La politique de placement passif ou de placement indiciel qu'on songe à imposer à l'Office devrait au moins lui laisser explicitement la possibilité d'exercer activement une influence sur la composition de l'indice, comme le fait la caisse de retraite des enseignants. Dans son dernier rapport annuel, cet organisme mentionnait que 80 p. 100 des titres boursiers canadiens faisaient partie de l'indice. On y affirmait toutefois que la caisse intervenait activement dans le but d'apporter les correctifs nécessaires pour influer à son avantage sur les positions des différents titres dans l'indice.
Il m'apparaît normal que l'Office y aille progressivement et qu'il se montre de plus en plus actif à mesure qu'il acquerra de l'expérience. L'Office aura besoin d'un minimum de latitude pour pouvoir tenir compte des variations de l'indice.
Le sénateur Stewart: Monsieur Cyr, vous étiez présent quand le témoin qui vous a précédé a parlé du conseil d'administration de l'Office.
Elle a beaucoup insisté sur la nécessité de mettre le conseil à l'abri des intérêts -- privés ou publics -- qui risqueraient de fausser ses décisions.
À voir la composition de votre conseil d'administration, ce danger ne semble pas trop vous inquiéter. On y remarque, par exemple, le chef des Services financiers d'Hydro-Québec, le président de la Commission municipale du Québec et le sous-ministre.
M. Cyr: Ces trois administrateurs n'ont pas de droit de vote.

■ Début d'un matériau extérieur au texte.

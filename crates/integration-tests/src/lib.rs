//! Integration tests for Brisa.
//!
//! # Running Tests
//!
//! ```bash
//! # Start the database and run migrations
//! cargo run -p brisa-cli -- migrate
//!
//! # Start the server
//! cargo run -p brisa-server
//!
//! # Run integration tests
//! cargo test -p brisa-integration-tests -- --ignored
//! ```
//!
//! # Environment Variables
//!
//! - `BRISA_BASE_URL` - Server base URL (default `http://localhost:8080`)
//! - `BRISA_TEST_PASSWORD` - Operator password matching the server's hash

use reqwest::{Client, StatusCode};

/// Base URL for the API (configurable via environment).
#[must_use]
pub fn base_url() -> String {
    std::env::var("BRISA_BASE_URL").unwrap_or_else(|_| "http://localhost:8080".to_string())
}

/// Operator password for the test server.
#[must_use]
pub fn test_password() -> String {
    std::env::var("BRISA_TEST_PASSWORD").unwrap_or_else(|_| "test-password".to_string())
}

/// Cookie-holding client with no session yet.
///
/// # Panics
///
/// Panics if the client cannot be built.
#[must_use]
pub fn anonymous_client() -> Client {
    Client::builder()
        .cookie_store(true)
        .build()
        .expect("Failed to create HTTP client")
}

/// Log in and return a client carrying the session cookie.
///
/// # Panics
///
/// Panics if the login request fails or is rejected.
pub async fn authenticated_client() -> Client {
    let client = anonymous_client();
    let resp = client
        .post(format!("{}/login", base_url()))
        .json(&serde_json::json!({ "password": test_password() }))
        .send()
        .await
        .expect("Failed to send login request");
    assert_eq!(resp.status(), StatusCode::NO_CONTENT, "login rejected");
    client
}
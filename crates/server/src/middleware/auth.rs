//! Authentication extractors.
//!
//! The back office is single-operator: a successful password login stores
//! a [`CurrentOperator`] marker in the session, and every protected route
//! requires it through the [`RequireAuth`] extractor.

use axum::{
    extract::FromRequestParts,
    http::{StatusCode, request::Parts},
    response::{IntoResponse, Response},
};
use chrono::{DateTime, Utc};
use serde::{Deserialize, Serialize};
use tower_sessions::Session;

/// Session keys for authentication data.
pub mod session_keys {
    /// Key for storing the logged-in operator.
    pub const CURRENT_OPERATOR: &str = "current_operator";
}

/// Session-stored operator identity.
#[derive(Debug, Clone, Serialize, Deserialize)]
pub struct CurrentOperator {
    /// When this session was authenticated.
    pub signed_in_at: DateTime<Utc>,
}

/// Extractor that requires an authenticated session.
///
/// The whole surface is a JSON API consumed by the bundled front end, so
/// an unauthenticated request always gets 401 rather than a redirect.
///
/// # Example
///
/// ```rust,ignore
/// async fn protected_handler(
///     RequireAuth(operator): RequireAuth,
/// ) -> impl IntoResponse {
///     format!("signed in at {}", operator.signed_in_at)
/// }
/// ```
pub struct RequireAuth(pub CurrentOperator);

/// Error returned when authentication is required but missing.
pub struct AuthRejection;

impl IntoResponse for AuthRejection {
    fn into_response(self) -> Response {
        StatusCode::UNAUTHORIZED.into_response()
    }
}

impl<S> FromRequestParts<S> for RequireAuth
where
    S: Send + Sync,
{
    type Rejection = AuthRejection;

    async fn from_request_parts(parts: &mut Parts, _state: &S) -> Result<Self, Self::Rejection> {
        // Get the session from extensions (set by SessionManagerLayer)
        let session = parts.extensions.get::<Session>().ok_or(AuthRejection)?;

        let operator: CurrentOperator = session
            .get(session_keys::CURRENT_OPERATOR)
            .await
            .ok()
            .flatten()
            .ok_or(AuthRejection)?;

        Ok(Self(operator))
    }
}

/// Helper to set the current operator in the session.
///
/// # Errors
///
/// Returns an error if the session cannot be modified.
pub async fn set_current_operator(
    session: &Session,
) -> Result<(), tower_sessions::session::Error> {
    let operator = CurrentOperator {
        signed_in_at: Utc::now(),
    };
    session
        .insert(session_keys::CURRENT_OPERATOR, &operator)
        .await
}

/// Helper to clear the current operator from the session (logout).
///
/// # Errors
///
/// Returns an error if the session cannot be modified.
pub async fn clear_current_operator(
    session: &Session,
) -> Result<(), tower_sessions::session::Error> {
    session
        .remove::<CurrentOperator>(session_keys::CURRENT_OPERATOR)
        .await?;
    Ok(())
}
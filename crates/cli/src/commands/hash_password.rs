//! Hash an operator password for `BRISA_ADMIN_PASSWORD_HASH`.
//!
//! Reads the password from stdin so it never appears in shell history:
//!
//! ```bash
//! echo -n 'my password' | brisa hash-password
//! ```

use std::io::Read;

/// Read a password from stdin and print its bcrypt hash.
///
/// # Errors
///
/// Returns an error if stdin cannot be read or hashing fails.
pub fn run() -> Result<(), Box<dyn std::error::Error>> {
    let mut password = String::new();
    std::io::stdin().read_to_string(&mut password)?;
    let password = password.trim_end_matches(['\r', '\n']);

    if password.is_empty() {
        return Err("empty password".into());
    }

    let hash = bcrypt::hash(password, bcrypt::DEFAULT_COST)?;

    #[allow(clippy::print_stdout)]
    {
        println!("{hash}");
    }

    Ok(())
}
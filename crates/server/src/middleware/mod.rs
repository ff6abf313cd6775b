//! HTTP middleware: session layer and authentication extractors.

pub mod auth;
pub mod session;

pub use auth::{CurrentOperator, RequireAuth, session_keys};
pub use session::create_session_layer;
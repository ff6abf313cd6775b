//! Anthropic Messages API client.
//!
//! Non-streaming access only: the agenda summary is a single short
//! completion rendered into the day's first page load.

use std::sync::Arc;

use reqwest::header::{CONTENT_TYPE, HeaderMap, HeaderValue};
use secrecy::ExposeSecret;
use tracing::instrument;

use crate::config::AiConfig;

use super::error::{AiError, ApiErrorResponse};
use super::types::{Message, MessagesRequest, MessagesResponse};

const ANTHROPIC_API_URL: &str = "https://api.anthropic.com/v1/messages";
const ANTHROPIC_VERSION: &str = "2023-06-01";
const MAX_TOKENS: u32 = 1024;

const SYSTEM_PROMPT: &str = "You are the assistant of a small cleaning-service business. \
     Given a list of upcoming customer visits, write a short, friendly daily \
     agenda summary for the operator: what is scheduled, anything overdue, \
     and anything that needs attention. Plain text, a few sentences.";

/// Client for generating agenda summaries.
#[derive(Clone)]
pub struct AgendaClient {
    inner: Arc<AgendaClientInner>,
}

struct AgendaClientInner {
    client: reqwest::Client,
    model: String,
}

impl AgendaClient {
    /// Create a new agenda client.
    ///
    /// # Panics
    ///
    /// Panics if the API key contains invalid header characters.
    #[must_use]
    pub fn new(config: &AiConfig) -> Self {
        let api_key = config.api_key.expose_secret();

        let mut headers = HeaderMap::new();
        headers.insert(CONTENT_TYPE, HeaderValue::from_static("application/json"));
        headers.insert(
            "x-api-key",
            HeaderValue::from_str(api_key).expect("Invalid API key for header"),
        );
        headers.insert(
            "anthropic-version",
            HeaderValue::from_static(ANTHROPIC_VERSION),
        );

        let client = reqwest::Client::builder()
            .default_headers(headers)
            .build()
            .expect("Failed to build HTTP client");

        Self {
            inner: Arc::new(AgendaClientInner {
                client,
                model: config.model.clone(),
            }),
        }
    }

    /// Summarize the given agenda listing.
    ///
    /// # Errors
    ///
    /// Returns an error if the API request fails or returns an error response.
    #[instrument(skip(self, agenda), fields(model = %self.inner.model))]
    pub async fn summarize(&self, agenda: &str) -> Result<String, AiError> {
        let request = MessagesRequest {
            model: self.inner.model.clone(),
            max_tokens: MAX_TOKENS,
            messages: vec![Message::user(agenda)],
            system: Some(SYSTEM_PROMPT.to_string()),
        };

        let response = self
            .inner
            .client
            .post(ANTHROPIC_API_URL)
            .json(&request)
            .send()
            .await?;

        let status = response.status();
        if status.is_success() {
            let body: MessagesResponse = response
                .json()
                .await
                .map_err(|e| AiError::Parse(e.to_string()))?;
            return Ok(body.text());
        }

        if status.as_u16() == 401 {
            return Err(AiError::Unauthorized("invalid API key".to_string()));
        }
        if status.as_u16() == 429 {
            let retry_after = response
                .headers()
                .get("retry-after")
                .and_then(|v| v.to_str().ok())
                .and_then(|v| v.parse().ok())
                .unwrap_or(60);
            return Err(AiError::RateLimited(retry_after));
        }

        match response.json::<ApiErrorResponse>().await {
            Ok(body) => Err(AiError::Api {
                error_type: body.error.error_type,
                message: body.error.message,
            }),
            Err(_) => Err(AiError::Parse(format!(
                "unexpected status {status} with unreadable body"
            ))),
        }
    }
}
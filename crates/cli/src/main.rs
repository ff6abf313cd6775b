//! Brisa CLI - Database migrations and management tools.
//!
//! # Usage
//!
//! ```bash
//! # Run database migrations
//! brisa migrate
//!
//! # Seed the database with demo customers
//! brisa seed
//!
//! # Hash an operator password for BRISA_ADMIN_PASSWORD_HASH
//! brisa hash-password
//! ```
//!
//! # Commands
//!
//! - `migrate` - Run database migrations
//! - `seed` - Seed database with demo customers
//! - `hash-password` - Produce a bcrypt hash for the operator password

#![cfg_attr(not(test), forbid(unsafe_code))]

use clap::{Parser, Subcommand};

mod commands;

#[derive(Parser)]
#[command(name = "brisa")]
#[command(author, version, about = "Brisa CLI tools")]
struct Cli {
    #[command(subcommand)]
    command: Commands,
}

#[derive(Subcommand)]
enum Commands {
    /// Run database migrations
    Migrate,
    /// Seed the database with demo customers
    Seed {
        /// Delete existing customers first
        #[arg(long)]
        clear: bool,
    },
    /// Hash an operator password for `BRISA_ADMIN_PASSWORD_HASH`
    HashPassword,
}

#[tokio::main]
async fn main() {
    // Initialize tracing
    tracing_subscriber::fmt::init();

    let cli = Cli::parse();

    let result: Result<(), Box<dyn std::error::Error>> = run(cli).await;

    if let Err(e) = result {
        tracing::error!("Command failed: {e}");
        std::process::exit(1);
    }
}

async fn run(cli: Cli) -> Result<(), Box<dyn std::error::Error>> {
    match cli.command {
        Commands::Migrate => commands::migrate::run().await?,
        Commands::Seed { clear } => commands::seed::run(clear).await?,
        Commands::HashPassword => commands::hash_password::run()?,
    }
    Ok(())
}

Le sénateur Stewart: Oui, mais je suppose quand même qu'on les écoute quand ils expriment une opinion à une réunion du conseil. Ceux qui ont établi ce système ne semblent pas s'être inquiétés de ce danger.
Manifestement, ces administrateurs ont été nommés parce qu'on estimait qu'ils pouvaient apporter une importante contribution au fonctionnement de la Caisse.
Aurions-nous tort d'essayer de mettre en place un conseil d'administration qui serait à l'abri des considérations politiques comme celles que s'est permis de faire votre sous-ministre, ou des pressions que pourraient exercer des intérêts privés? L'Office d'investissement du régime de pensions du Canada serait-il perdant si nous ne nous approchions pas de votre modèle?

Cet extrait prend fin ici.